### Problem to work on
Please say how many lines of the listing hold "RowCascade", with no other words in the answer.

### Provided data
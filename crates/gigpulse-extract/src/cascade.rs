//! Selector cascades
//!
//! Each logical metric is an ordered list of pure strategies over a parsed
//! document (or one row element of it):
//! 1. Structural lookups (`Css`, `Attr`, `OwnAttr`)
//! 2. Text-pattern fallbacks (`LabelNumber`, `NumberLabel`)
//!
//! The first strategy that yields text the field parser accepts wins. When
//! all of them miss the field is `None`; nothing here returns an error.

use crate::parse::{normalize_ws, parse_count, parse_money, parse_number, parse_text};
use regex::Regex;
use scraper::{ElementRef, Html, Selector};

/// One way of locating a value
#[derive(Debug, Clone, Copy, PartialEq, Eq)]
pub enum Strategy {
    /// Text of the first element matching a CSS selector
    Css(&'static str),
    /// Attribute of the first element matching a CSS selector
    Attr(&'static str, &'static str),
    /// Attribute of the scope element itself
    OwnAttr(&'static str),
    /// A label followed by a number in the visible text (`Unread: 4`)
    LabelNumber(&'static str),
    /// A number followed by a label in the visible text (`4 unread`)
    NumberLabel(&'static str),
}

impl Strategy {
    /// Run the strategy against `scope`
    #[must_use]
    pub fn apply(&self, scope: ElementRef<'_>) -> Option<String> {
        match *self {
            Strategy::Css(css) => {
                let selector = selector(css)?;
                scope
                    .select(&selector)
                    .map(element_text)
                    .find(|t| !t.is_empty())
            }
            Strategy::Attr(css, attr) => {
                let selector = selector(css)?;
                scope
                    .select(&selector)
                    .filter_map(|el| el.value().attr(attr))
                    .map(str::trim)
                    .find(|v| !v.is_empty())
                    .map(str::to_string)
            }
            Strategy::OwnAttr(attr) => scope
                .value()
                .attr(attr)
                .map(str::trim)
                .filter(|v| !v.is_empty())
                .map(str::to_string),
            Strategy::LabelNumber(label) => {
                let pattern = format!(
                    r"(?i){}[^\d]{{0,24}}?([$€£]?\s?\d[\d,]*(?:\.\d+)?\s?[kKmM%]?)",
                    regex::escape(label)
                );
                capture(&pattern, &element_text(scope))
            }
            Strategy::NumberLabel(label) => {
                let pattern = format!(
                    r"(?i)([$€£]?\d[\d,]*(?:\.\d+)?[kKmM]?)\s*{}",
                    regex::escape(label)
                );
                capture(&pattern, &element_text(scope))
            }
        }
    }
}

fn selector(css: &str) -> Option<Selector> {
    match Selector::parse(css) {
        Ok(selector) => Some(selector),
        Err(_) => {
            tracing::warn!(selector = css, "Invalid selector in cascade");
            None
        }
    }
}

fn capture(pattern: &str, text: &str) -> Option<String> {
    let re = Regex::new(pattern).ok()?;
    re.captures(text)
        .and_then(|c| c.get(1))
        .map(|m| m.as_str().trim().to_string())
}

/// Visible text of an element, whitespace-normalized
#[must_use]
pub fn element_text(el: ElementRef<'_>) -> String {
    normalize_ws(&el.text().collect::<Vec<_>>().join(" "))
}

/// Ordered fallbacks for one logical field
#[derive(Debug, Clone, Copy)]
pub struct Cascade {
    /// Field name, for tracing
    pub field: &'static str,
    /// Strategies in priority order
    pub strategies: &'static [Strategy],
}

impl Cascade {
    #[inline]
    #[must_use]
    pub const fn new(field: &'static str, strategies: &'static [Strategy]) -> Self {
        Self { field, strategies }
    }

    /// First strategy whose output `parse` accepts
    pub fn resolve<T>(&self, scope: ElementRef<'_>, parse: impl Fn(&str) -> Option<T>) -> Option<T> {
        for (idx, strategy) in self.strategies.iter().enumerate() {
            if let Some(value) = strategy.apply(scope).as_deref().and_then(&parse) {
                tracing::trace!(field = self.field, strategy = idx, "Cascade hit");
                return Some(value);
            }
        }
        tracing::debug!(field = self.field, "Cascade miss");
        None
    }

    #[must_use]
    pub fn count(&self, scope: ElementRef<'_>) -> Option<u64> {
        self.resolve(scope, parse_count)
    }

    #[must_use]
    pub fn money(&self, scope: ElementRef<'_>) -> Option<f64> {
        self.resolve(scope, parse_money)
    }

    #[must_use]
    pub fn number(&self, scope: ElementRef<'_>) -> Option<f64> {
        self.resolve(scope, parse_number)
    }

    #[must_use]
    pub fn text(&self, scope: ElementRef<'_>) -> Option<String> {
        self.resolve(scope, parse_text)
    }
}

/// Ordered fallbacks for locating repeated rows (gigs, job tiles)
#[derive(Debug, Clone, Copy)]
pub struct RowCascade {
    pub name: &'static str,
    pub selectors: &'static [&'static str],
}

impl RowCascade {
    #[inline]
    #[must_use]
    pub const fn new(name: &'static str, selectors: &'static [&'static str]) -> Self {
        Self { name, selectors }
    }

    /// Rows from the first selector that matches anything
    #[must_use]
    pub fn rows<'a>(&self, doc: &'a Html) -> Vec<ElementRef<'a>> {
        for css in self.selectors {
            let Some(selector) = selector(css) else {
                continue;
            };
            let rows: Vec<_> = doc.select(&selector).collect();
            if !rows.is_empty() {
                tracing::trace!(rows = self.name, selector = *css, count = rows.len(), "Rows found");
                return rows;
            }
        }
        Vec::new()
    }
}

#[cfg(test)]
mod tests {
    use super::*;

    const UNREAD: Cascade = Cascade::new(
        "unread",
        &[
            Strategy::Css("[data-testid='unread-count']"),
            Strategy::Attr("[data-unread]", "data-unread"),
            Strategy::LabelNumber("Unread"),
            Strategy::NumberLabel("unread"),
        ],
    );

    fn root(html: &str) -> Html {
        Html::parse_document(html)
    }

    #[test]
    fn first_structural_strategy_wins() {
        let doc = root(
            r#"<div><span data-testid="unread-count">7</span><p data-unread="3">Unread: 2</p></div>"#,
        );
        assert_eq!(UNREAD.count(doc.root_element()), Some(7));
    }

    #[test]
    fn falls_through_to_attribute() {
        let doc = root(r#"<p data-unread="3">messages</p>"#);
        assert_eq!(UNREAD.count(doc.root_element()), Some(3));
    }

    #[test]
    fn falls_through_to_label_pattern() {
        let doc = root("<div><h2>Inbox</h2><p>Unread messages: 12</p></div>");
        assert_eq!(UNREAD.count(doc.root_element()), Some(12));
    }

    #[test]
    fn falls_through_to_number_then_label() {
        let doc = root("<div><p>You have 5 unread conversations</p></div>");
        assert_eq!(UNREAD.count(doc.root_element()), Some(5));
    }

    #[test]
    fn unparseable_structural_hit_does_not_win() {
        let doc = root(
            r#"<span data-testid="unread-count">n/a</span><p>Unread: 4</p>"#,
        );
        assert_eq!(UNREAD.count(doc.root_element()), Some(4));
    }

    #[test]
    fn all_strategies_missing_is_none() {
        let doc = root("<div><p>Welcome back</p></div>");
        assert_eq!(UNREAD.count(doc.root_element()), None);
    }

    #[test]
    fn invalid_selector_is_skipped() {
        const BROKEN: Cascade =
            Cascade::new("broken", &[Strategy::Css("div[[["), Strategy::LabelNumber("Total")]);
        let doc = root("<p>Total 9</p>");
        assert_eq!(BROKEN.count(doc.root_element()), Some(9));
    }

    #[test]
    fn row_cascade_uses_first_matching_selector() {
        const ROWS: RowCascade = RowCascade::new("gigs", &["[data-testid='gig-row']", "tr.gig"]);
        let doc = root(
            r#"<table><tr class="gig"><td>A</td></tr><tr class="gig"><td>B</td></tr></table>"#,
        );
        let rows = ROWS.rows(&doc);
        assert_eq!(rows.len(), 2);
        assert_eq!(element_text(rows[1]), "B");
    }

    #[test]
    fn own_attr_reads_scope_element() {
        const STATUS: Cascade = Cascade::new("status", &[Strategy::OwnAttr("data-status")]);
        let doc = root(r#"<div class="gig" data-status="active">x</div>"#);
        let sel = Selector::parse("div.gig").unwrap();
        let row = doc.select(&sel).next().unwrap();
        assert_eq!(STATUS.text(row).as_deref(), Some("active"));
    }
}
//! Line and cell model of the tracking document
//!
//! Every line keeps its exact text and terminator, so serializing an
//! unmodified document reproduces the input byte for byte. A line whose
//! first non-space character is `|` is a row; its cells are the byte ranges
//! between pipes.

use std::ops::Range;

/// One line with its terminator (`\n`, `\r\n` or none)
#[derive(Debug, Clone, PartialEq, Eq)]
pub struct Line {
    pub content: String,
    pub ending: &'static str,
}

impl Line {
    /// Cell byte ranges, `None` when the line is not a row
    #[must_use]
    pub fn cells(&self) -> Option<Vec<Range<usize>>> {
        if !self.content.trim_start().starts_with('|') {
            return None;
        }
        let pipes: Vec<usize> = self.content.match_indices('|').map(|(i, _)| i).collect();
        let mut ranges: Vec<Range<usize>> = pipes.windows(2).map(|w| w[0] + 1..w[1]).collect();
        let last = *pipes.last()?;
        if !self.content[last + 1..].trim().is_empty() {
            ranges.push(last + 1..self.content.len());
        }
        Some(ranges)
    }

    /// Text of every cell
    #[must_use]
    pub fn cell_texts(&self) -> Option<Vec<&str>> {
        self.cells()
            .map(|ranges| ranges.into_iter().map(|r| &self.content[r]).collect())
    }

    /// Replace the text of cell `idx`
    ///
    /// Returns `false` when the line is not a row or has no such cell.
    pub fn set_cell(&mut self, idx: usize, text: &str) -> bool {
        let Some(range) = self.cells().and_then(|c| c.get(idx).cloned()) else {
            return false;
        };
        self.content.replace_range(range, text);
        true
    }
}

/// Parsed document
#[derive(Debug, Clone, PartialEq, Eq)]
pub struct Document {
    pub lines: Vec<Line>,
}

impl Document {
    #[must_use]
    pub fn parse(text: &str) -> Self {
        let lines = text
            .split_inclusive('\n')
            .map(|raw| {
                if let Some(content) = raw.strip_suffix("\r\n") {
                    Line { content: content.to_string(), ending: "\r\n" }
                } else if let Some(content) = raw.strip_suffix('\n') {
                    Line { content: content.to_string(), ending: "\n" }
                } else {
                    Line { content: raw.to_string(), ending: "" }
                }
            })
            .collect();
        Self { lines }
    }

    /// Serialize back to text
    #[must_use]
    pub fn render(&self) -> String {
        let mut out = String::new();
        for line in &self.lines {
            out.push_str(&line.content);
            out.push_str(line.ending);
        }
        out
    }
}

/// Overwrite `original` with `value`, keeping its character width
///
/// Leading whitespace is kept when it still fits; the value is truncated if
/// it is wider than the cell; the rest is padded with spaces.
#[must_use]
pub fn rewrite_cell(original: &str, value: &str) -> String {
    let width = original.chars().count();
    let leading: String = original.chars().take_while(|c| c.is_whitespace()).collect();

    let body = if leading.chars().count() + value.chars().count() <= width {
        format!("{leading}{value}")
    } else {
        value.chars().take(width).collect()
    };
    let pad = width - body.chars().count();
    format!("{body}{}", " ".repeat(pad))
}

#[cfg(test)]
mod tests {
    use super::*;
    use proptest::prelude::*;

    #[test]
    fn round_trips_mixed_line_endings() {
        let text = "# Title\r\n\n| a | b |\nno newline at end";
        assert_eq!(Document::parse(text).render(), text);
    }

    #[test]
    fn splits_row_cells() {
        let line = Line { content: "| AW-01 | Workflow | |".into(), ending: "\n" };
        assert_eq!(line.cell_texts().unwrap(), vec![" AW-01 ", " Workflow ", " "]);
    }

    #[test]
    fn unclosed_row_keeps_trailing_cell() {
        let line = Line { content: "  | AW-01 | tail".into(), ending: "" };
        assert_eq!(line.cell_texts().unwrap(), vec![" AW-01 ", " tail"]);
    }

    #[test]
    fn prose_is_not_a_row() {
        let line = Line { content: "Posted | Live".into(), ending: "" };
        assert!(line.cells().is_none());
    }

    #[test]
    fn set_cell_replaces_only_that_cell() {
        let mut line = Line { content: "| A | 1 | x |".into(), ending: "\n" };
        assert!(line.set_cell(1, " 9 "));
        assert_eq!(line.content, "| A | 9 | x |");
        assert!(!line.set_cell(7, "nope"));
    }

    #[test]
    fn rewrite_keeps_leading_space() {
        assert_eq!(rewrite_cell(" 123 ", "200"), " 200 ");
        assert_eq!(rewrite_cell("   45   ", "50"), "   50   ");
    }

    #[test]
    fn rewrite_drops_leading_space_then_truncates() {
        assert_eq!(rewrite_cell(" 12 ", "1234"), "1234");
        assert_eq!(rewrite_cell(" 1 ", "12345"), "123");
    }

    proptest! {
        #[test]
        fn rewrite_preserves_width(original in "[ a-z0-9]{0,12}", value in "[A-Za-z0-9é]{0,16}") {
            let rewritten = rewrite_cell(&original, &value);
            prop_assert_eq!(rewritten.chars().count(), original.chars().count());
        }
    }
}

### Result of this exercise
3